TO DO: Lines that include the word "contains" should be copied from the listing that follows.

SUPPLIED MATERIAL:

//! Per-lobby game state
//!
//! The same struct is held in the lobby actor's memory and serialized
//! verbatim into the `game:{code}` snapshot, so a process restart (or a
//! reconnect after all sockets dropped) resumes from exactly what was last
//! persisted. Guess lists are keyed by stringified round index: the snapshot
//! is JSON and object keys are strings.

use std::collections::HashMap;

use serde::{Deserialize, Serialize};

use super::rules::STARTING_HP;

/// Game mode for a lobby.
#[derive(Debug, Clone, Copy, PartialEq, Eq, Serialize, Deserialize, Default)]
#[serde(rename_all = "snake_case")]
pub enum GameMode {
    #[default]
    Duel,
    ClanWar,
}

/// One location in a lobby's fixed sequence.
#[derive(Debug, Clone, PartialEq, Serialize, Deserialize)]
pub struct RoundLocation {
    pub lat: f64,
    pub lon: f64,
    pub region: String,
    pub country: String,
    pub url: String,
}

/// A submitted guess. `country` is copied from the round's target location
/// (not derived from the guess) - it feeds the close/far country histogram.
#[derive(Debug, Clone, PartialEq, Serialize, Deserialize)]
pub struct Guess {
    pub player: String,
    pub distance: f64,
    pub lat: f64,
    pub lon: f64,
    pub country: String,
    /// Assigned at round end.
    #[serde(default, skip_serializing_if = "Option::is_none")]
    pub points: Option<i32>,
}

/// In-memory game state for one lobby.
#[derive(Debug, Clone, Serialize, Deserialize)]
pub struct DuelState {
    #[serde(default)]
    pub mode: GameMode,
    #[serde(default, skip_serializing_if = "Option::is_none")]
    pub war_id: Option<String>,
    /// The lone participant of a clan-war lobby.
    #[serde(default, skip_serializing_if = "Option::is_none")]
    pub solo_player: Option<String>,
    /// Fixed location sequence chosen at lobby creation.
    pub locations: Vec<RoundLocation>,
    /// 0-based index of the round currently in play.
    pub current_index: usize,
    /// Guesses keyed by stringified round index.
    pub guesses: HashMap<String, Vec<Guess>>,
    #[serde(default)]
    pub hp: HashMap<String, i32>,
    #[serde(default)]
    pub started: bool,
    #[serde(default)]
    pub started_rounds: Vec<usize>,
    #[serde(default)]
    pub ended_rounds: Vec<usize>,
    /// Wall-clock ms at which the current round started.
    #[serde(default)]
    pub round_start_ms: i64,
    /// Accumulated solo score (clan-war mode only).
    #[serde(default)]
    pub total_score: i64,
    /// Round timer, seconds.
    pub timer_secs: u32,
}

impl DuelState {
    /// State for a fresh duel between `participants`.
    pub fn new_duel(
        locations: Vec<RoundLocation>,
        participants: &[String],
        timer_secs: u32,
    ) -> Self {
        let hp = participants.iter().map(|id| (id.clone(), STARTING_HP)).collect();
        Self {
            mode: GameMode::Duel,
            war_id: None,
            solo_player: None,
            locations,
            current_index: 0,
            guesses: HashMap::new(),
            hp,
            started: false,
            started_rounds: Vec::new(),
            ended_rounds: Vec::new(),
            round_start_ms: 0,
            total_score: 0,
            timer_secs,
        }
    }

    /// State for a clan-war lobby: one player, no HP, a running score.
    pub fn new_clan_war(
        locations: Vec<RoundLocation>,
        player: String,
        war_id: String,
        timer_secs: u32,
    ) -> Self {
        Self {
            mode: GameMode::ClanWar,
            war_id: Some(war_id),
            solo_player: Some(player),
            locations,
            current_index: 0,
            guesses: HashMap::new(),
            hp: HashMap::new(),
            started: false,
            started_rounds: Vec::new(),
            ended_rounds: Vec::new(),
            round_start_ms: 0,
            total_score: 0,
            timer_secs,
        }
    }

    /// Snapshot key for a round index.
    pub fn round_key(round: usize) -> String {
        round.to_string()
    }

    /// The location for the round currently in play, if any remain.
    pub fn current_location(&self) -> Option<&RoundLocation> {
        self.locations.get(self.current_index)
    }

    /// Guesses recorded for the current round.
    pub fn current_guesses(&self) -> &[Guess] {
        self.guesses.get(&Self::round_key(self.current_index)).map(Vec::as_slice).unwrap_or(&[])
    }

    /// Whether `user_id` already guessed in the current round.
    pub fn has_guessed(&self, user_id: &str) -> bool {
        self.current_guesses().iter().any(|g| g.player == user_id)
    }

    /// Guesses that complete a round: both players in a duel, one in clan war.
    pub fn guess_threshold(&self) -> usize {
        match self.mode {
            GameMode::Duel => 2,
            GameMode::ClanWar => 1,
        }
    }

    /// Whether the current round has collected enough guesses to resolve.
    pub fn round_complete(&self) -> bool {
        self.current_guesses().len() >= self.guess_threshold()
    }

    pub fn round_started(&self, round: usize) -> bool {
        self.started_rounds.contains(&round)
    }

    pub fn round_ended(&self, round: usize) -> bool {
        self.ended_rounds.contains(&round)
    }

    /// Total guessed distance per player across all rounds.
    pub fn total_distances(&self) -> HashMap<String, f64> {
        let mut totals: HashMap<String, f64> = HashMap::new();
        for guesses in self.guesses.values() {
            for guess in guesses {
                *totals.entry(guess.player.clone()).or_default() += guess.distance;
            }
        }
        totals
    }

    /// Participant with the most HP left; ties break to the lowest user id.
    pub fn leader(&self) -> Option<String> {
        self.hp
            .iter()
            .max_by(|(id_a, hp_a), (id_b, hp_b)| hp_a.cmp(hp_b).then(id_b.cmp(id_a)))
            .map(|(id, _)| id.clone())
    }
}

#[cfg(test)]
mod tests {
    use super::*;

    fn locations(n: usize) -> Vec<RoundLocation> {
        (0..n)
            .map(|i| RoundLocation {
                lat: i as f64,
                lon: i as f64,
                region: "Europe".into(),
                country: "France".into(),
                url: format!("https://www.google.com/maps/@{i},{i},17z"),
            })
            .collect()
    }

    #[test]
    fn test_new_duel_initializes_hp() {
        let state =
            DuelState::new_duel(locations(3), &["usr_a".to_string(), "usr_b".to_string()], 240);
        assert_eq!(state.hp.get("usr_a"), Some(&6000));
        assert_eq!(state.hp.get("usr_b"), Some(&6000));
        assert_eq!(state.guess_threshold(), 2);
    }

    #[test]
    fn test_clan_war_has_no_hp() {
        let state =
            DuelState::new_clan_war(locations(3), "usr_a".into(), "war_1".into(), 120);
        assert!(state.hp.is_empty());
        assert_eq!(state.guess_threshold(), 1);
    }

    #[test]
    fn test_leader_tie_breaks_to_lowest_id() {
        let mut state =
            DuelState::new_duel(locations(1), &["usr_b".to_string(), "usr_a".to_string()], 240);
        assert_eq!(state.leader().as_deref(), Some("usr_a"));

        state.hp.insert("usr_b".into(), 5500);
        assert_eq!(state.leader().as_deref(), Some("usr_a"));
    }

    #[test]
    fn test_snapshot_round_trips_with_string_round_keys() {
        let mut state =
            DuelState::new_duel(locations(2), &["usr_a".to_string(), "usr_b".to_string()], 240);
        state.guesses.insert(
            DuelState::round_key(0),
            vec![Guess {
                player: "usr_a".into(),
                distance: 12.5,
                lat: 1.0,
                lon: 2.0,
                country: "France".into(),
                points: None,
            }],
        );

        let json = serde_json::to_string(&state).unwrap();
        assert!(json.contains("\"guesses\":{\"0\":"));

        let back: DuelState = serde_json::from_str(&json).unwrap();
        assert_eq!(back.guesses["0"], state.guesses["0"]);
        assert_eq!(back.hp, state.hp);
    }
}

* * *

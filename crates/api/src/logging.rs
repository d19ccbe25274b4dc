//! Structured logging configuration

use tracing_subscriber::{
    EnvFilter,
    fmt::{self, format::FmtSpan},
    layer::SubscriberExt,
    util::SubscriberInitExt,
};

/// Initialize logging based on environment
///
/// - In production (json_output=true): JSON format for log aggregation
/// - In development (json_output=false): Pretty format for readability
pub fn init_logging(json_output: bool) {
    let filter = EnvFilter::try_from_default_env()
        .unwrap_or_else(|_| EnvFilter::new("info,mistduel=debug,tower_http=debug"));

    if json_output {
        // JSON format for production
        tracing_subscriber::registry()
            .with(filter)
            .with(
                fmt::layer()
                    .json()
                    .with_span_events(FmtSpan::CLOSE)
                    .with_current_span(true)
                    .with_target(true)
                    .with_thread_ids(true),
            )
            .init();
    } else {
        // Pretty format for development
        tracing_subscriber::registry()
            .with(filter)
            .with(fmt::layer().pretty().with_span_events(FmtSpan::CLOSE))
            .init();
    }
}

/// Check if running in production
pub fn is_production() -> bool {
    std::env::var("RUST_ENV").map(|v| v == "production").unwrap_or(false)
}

RESPONSE TO THIS TASK:
        self.started_rounds.contains(&round)
        self.ended_rounds.contains(&round)
        assert!(json.contains("\"guesses\":{\"0\":"));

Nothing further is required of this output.